In auto-dependent Sunbelt cities like Charlotte, the vast majority of people drive alone. That means leaders have to ensure they emphasize benefits for drivers when asking for more money.

“The theme behind the whole effort was connectivity and congestion mitigation,” said Chris Walton, director of transit for Broward County. They won approval of a 1-cent sales tax increase in 2018 with 60% of voters, which is expected to provide more than $15 billion for more buses, light rail, greenways, bike trails, pedestrian infrastructure and road improvements over the next 30 years.

But Broward officials strategically focused their pitch to the public around one item.

“We led a lot of discussions with the road piece,” said Walton. The sales tax referendum passed, despite two previous ballot measures that failed.

The Charlotte Moves Task Force has been meeting virtually because of the pandemic. 

Annick Beaudet, Austin’s assistant director of transportation, said her city has an ambitious goal for the coming decades: “50% of people in 20 years will be driving alone and 50% will be doing something else.”

Getting more people out of their cars will free up road capacity for committed road warriors, said Beaudet. Austin is trying to win voter approval this fall for at least $3 billion in additional transit funding. Beaudet said only would meeting the 50/50 goal help with traffic, pollution and other obvious issues, but the framing helps with public messaging as well.

“That 50/50 seemed fair,” she said. No one can perpetuate a narrative of everyone being forced out of their car and onto a bus or train if the city is saying up front that half its citizens will still be commuting solo.

Stephen Bland, CEO of the Nashville Metropolitan Transit Authority, said one reason for the resounding 2018 defeat for a $5.4 billion transit referendum was that too many voters were convinced it was a plan to mostly benefit downtown Nashville, which was already booming.

“For a lot of folks, this was emblematic of being a downtown-centered, business community-centered project that wouldn’t have day-to-day benefits for a lot of Nashvilleans,” he said. “Make sure your plan has broad-based benefits that can be very clearly communicated.”

Go big

Walton, the Broward transit chief, said local leaders had explored the idea of a half-cent sales tax before settling on asking for a full penny.
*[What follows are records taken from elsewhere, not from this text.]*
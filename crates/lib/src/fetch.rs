//! Bottle download.
//!
//! The body is streamed into `<dest>/<filename>.part` and only renamed to the
//! final name once the transfer (and, if enabled, checksum verification)
//! succeeds. A failed or interrupted download therefore never leaves a
//! non-empty file under the final name; at worst a stale `.part` remains,
//! which the next attempt replaces.

use std::io::ErrorKind;
use std::path::{Path, PathBuf};
use std::time::Duration;

use reqwest::StatusCode;
use sha2::{Digest, Sha256};
use thiserror::Error;
use tokio::fs;
use tokio::io::AsyncWriteExt;
use tracing::{debug, info, warn};

use crate::bottle::{BottleRecord, HostRegistry};
use crate::consts::{APP_NAME, PARTIAL_SUFFIX};
use crate::util::hash::is_sha256_hex;

#[derive(Debug, Error)]
pub enum FetchError {
  #[error("failed to build http client: {0}")]
  Client(#[source] reqwest::Error),

  #[error("unknown bottle host '{0}'")]
  UnknownHost(String),

  #[error("request to {url} failed: {source}")]
  Request {
    url: String,
    #[source]
    source: reqwest::Error,
  },

  #[error("{url} returned HTTP {status}")]
  Status { url: String, status: StatusCode },

  #[error("{url} returned an empty body")]
  EmptyBody { url: String },

  #[error("hash mismatch for {url}: expected {expected}, got {actual}")]
  HashMismatch {
    url: String,
    expected: String,
    actual: String,
  },

  #[error("io error on '{path}': {source}")]
  Io {
    path: PathBuf,
    #[source]
    source: std::io::Error,
  },
}

impl FetchError {
  fn io(path: &Path) -> impl FnOnce(std::io::Error) -> FetchError + '_ {
    move |source| FetchError::Io {
      path: path.to_path_buf(),
      source,
    }
  }
}

#[derive(Debug, Clone)]
pub struct FetchOptions {
  /// Check the body against the record's hash when it is a SHA-256 digest.
  pub verify: bool,
  /// Whole-request timeout.
  pub timeout: Option<Duration>,
}

impl Default for FetchOptions {
  fn default() -> Self {
    Self {
      verify: true,
      timeout: None,
    }
  }
}

/// A bottle written to the destination directory.
#[derive(Debug, Clone, PartialEq, Eq)]
pub struct FetchedBottle {
  pub url: String,
  pub path: PathBuf,
  pub size: u64,
  pub sha256: String,
}

#[derive(Debug, Clone)]
pub struct BottleFetcher {
  client: reqwest::Client,
  verify: bool,
}

impl BottleFetcher {
  pub fn new(options: &FetchOptions) -> Result<Self, FetchError> {
    let mut builder = reqwest::Client::builder().user_agent(format!("{}/{}", APP_NAME, env!("CARGO_PKG_VERSION")));
    if let Some(timeout) = options.timeout {
      builder = builder.timeout(timeout);
    }
    let client = builder.build().map_err(FetchError::Client)?;
    Ok(Self {
      client,
      verify: options.verify,
    })
  }

  /// Download `record` from its host into `dest_dir`.
  pub async fn fetch(
    &self,
    hosts: &HostRegistry,
    record: &BottleRecord,
    dest_dir: &Path,
  ) -> Result<FetchedBottle, FetchError> {
    let base = hosts
      .get(&record.host)
      .ok_or_else(|| FetchError::UnknownHost(record.host.clone()))?;
    let url = bottle_url(base, &record.filename);

    fs::create_dir_all(dest_dir).await.map_err(FetchError::io(dest_dir))?;

    let dest = dest_dir.join(&record.filename);
    let partial = dest_dir.join(format!("{}{}", record.filename, PARTIAL_SUFFIX));

    info!(url = %url, "downloading bottle");

    let (size, sha256) = match self.download(&url, &partial, &record.hash).await {
      Ok(done) => done,
      Err(e) => {
        remove_partial(&partial).await;
        return Err(e);
      }
    };

    if let Err(source) = fs::rename(&partial, &dest).await {
      remove_partial(&partial).await;
      return Err(FetchError::Io { path: dest, source });
    }

    info!(path = %dest.display(), size, "download complete");
    Ok(FetchedBottle {
      url,
      path: dest,
      size,
      sha256,
    })
  }

  async fn download(&self, url: &str, partial: &Path, expected: &str) -> Result<(u64, String), FetchError> {
    let request_err = |source| FetchError::Request {
      url: url.to_string(),
      source,
    };

    let mut response = self.client.get(url).send().await.map_err(request_err)?;
    let status = response.status();
    if !status.is_success() {
      return Err(FetchError::Status {
        url: url.to_string(),
        status,
      });
    }

    remove_partial(partial).await;
    let mut file = fs::OpenOptions::new()
      .write(true)
      .create_new(true)
      .open(partial)
      .await
      .map_err(FetchError::io(partial))?;

    let mut hasher = Sha256::new();
    let mut size = 0u64;
    while let Some(chunk) = response.chunk().await.map_err(request_err)? {
      hasher.update(&chunk);
      size += chunk.len() as u64;
      file.write_all(&chunk).await.map_err(FetchError::io(partial))?;
    }
    file.flush().await.map_err(FetchError::io(partial))?;
    drop(file);

    if size == 0 {
      return Err(FetchError::EmptyBody { url: url.to_string() });
    }

    let actual = hex::encode(hasher.finalize());
    if self.verify {
      if is_sha256_hex(expected) {
        if !actual.eq_ignore_ascii_case(expected) {
          return Err(FetchError::HashMismatch {
            url: url.to_string(),
            expected: expected.to_string(),
            actual,
          });
        }
        debug!(sha256 = %actual, "hash verified");
      } else {
        warn!(url = %url, hash = %expected, "manifest hash is not a sha256 digest, skipping verification");
      }
    }

    Ok((size, actual))
  }
}

fn bottle_url(base: &str, filename: &str) -> String {
  format!("{}/{}", base.trim_end_matches('/'), filename)
}

async fn remove_partial(path: &Path) {
  match fs::remove_file(path).await {
    Ok(()) => debug!(path = %path.display(), "removed partial download"),
    Err(e) if e.kind() == ErrorKind::NotFound => {}
    Err(e) => warn!(path = %path.display(), error = %e, "failed to remove partial download"),
  }
}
But after mapping out their whole plan, including a doubling of the bus fleet and building 26 miles of light rail, they realized that wouldn’t be enough.

“Frankly, it would have helped,” he said. “But it would not have built the system we need.”

Mecklenburg County levies a half-cent sales tax to fund CATS. That brought in $108 million last year. Voters have supported the tax twice, through both the initial referendum and an unsuccessful repeal campaign. But like in Broward, the half-penny won’t build the system Charlotte leaders want.

Pay attention to other local issues

Of all the reasons Nashville’s referendum sank by a nearly 2-1 margin, opposition to transit itself was just one of many. The mayor was embroiled in a scandal that resulted in her resignation and a felony guilty plea.

And gentrification was a major concern for many people, especially residents of lower-income neighborhoods, who feared that a new transit system would spur displacement of longtime residents to make way for glitzy new developments.

“A third are gonna vote for it no matter what, a third are gonna vote against it no matter what. It’s the third in the middle you worry about,” said Bland. In the end, only about a third of voters in Nashville voted for the plan — meaning local leaders lost that entire middle third.

“We failed, and it wasn’t even close,” said Bland. His advice: “Account for whatever other hot-button issues there are in Charlotte at the time.”